* _What you have to do_: Give every line of the records exactly, please, from the first up to and including the one containing "pub fn sheet_name(&self)".

Saved data entries:
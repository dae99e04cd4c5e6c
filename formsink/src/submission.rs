//! Incoming form submission
//!
//! Wraps the decoded form field map with explicit lookup-with-default
//! semantics. Two field names are reserved: `sheet_name` selects the
//! destination sheet, and the honeypot field marks automated submitters.

use std::collections::HashMap;

/// Reserved field selecting the destination sheet
pub const SHEET_NAME_FIELD: &str = "sheet_name";

/// Destination sheet when no selector is submitted
pub const DEFAULT_SHEET_NAME: &str = "Sheet1";

/// Honeypot field: never rendered to real users, only filled by bots
pub const HONEYPOT_FIELD: &str = "mobile_number";

/// One form submission, owned for the duration of a single request
#[derive(Debug, Clone)]
pub struct Submission {
    fields: HashMap<String, String>,
}

impl Submission {
    pub fn new(fields: HashMap<String, String>) -> Self {
        Self { fields }
    }

    /// Value of a field, if submitted
    pub fn field(&self, name: &str) -> Option<&str> {
        self.fields.get(name).map(String::as_str)
    }

    /// Value of a field, or the empty string if absent
    pub fn field_or_empty(&self, name: &str) -> &str {
        self.field(name).unwrap_or("")
    }

    /// Destination sheet name; an absent or empty selector falls back to
    /// [`DEFAULT_SHEET_NAME`]
    pub fn sheet_name(&self) -> &str {
        match self.field(SHEET_NAME_FIELD) {
            Some(name) if !name.is_empty() => name,
            _ => DEFAULT_SHEET_NAME,
        }
    }

    /// A submission with any non-empty honeypot value is a bot
    pub fn is_bot(&self) -> bool {
        self.field(HONEYPOT_FIELD).is_some_and(|v| !v.is_empty())
    }
}

impl From<HashMap<String, String>> for Submission {
    fn from(fields: HashMap<String, String>) -> Self {
        Self::new(fields)
    }
}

* _Answer_:
repository dae99e04cd4c5e6c
filename formsink/src/submission.rs
//! Incoming form submission
//!
//! Wraps the decoded form field map with explicit lookup-with-default
//! semantics. Two field names are reserved: `sheet_name` selects the
//! destination sheet, and the honeypot field marks automated submitters.

use std::collections::HashMap;

/// Reserved field selecting the destination sheet
pub const SHEET_NAME_FIELD: &str = "sheet_name";

/// Destination sheet when no selector is submitted
pub const DEFAULT_SHEET_NAME: &str = "Sheet1";

/// Honeypot field: never rendered to real users, only filled by bots
pub const HONEYPOT_FIELD: &str = "mobile_number";

/// One form submission, owned for the duration of a single request
#[derive(Debug, Clone)]
pub struct Submission {
    fields: HashMap<String, String>,
}

impl Submission {
    pub fn new(fields: HashMap<String, String>) -> Self {
        Self { fields }
    }

    /// Value of a field, if submitted
    pub fn field(&self, name: &str) -> Option<&str> {
        self.fields.get(name).map(String::as_str)
    }

    /// Value of a field, or the empty string if absent
    pub fn field_or_empty(&self, name: &str) -> &str {
        self.field(name).unwrap_or("")
    }

    /// Destination sheet name; an absent or empty selector falls back to
    /// [`DEFAULT_SHEET_NAME`]
    pub fn sheet_name(&self) -> &str {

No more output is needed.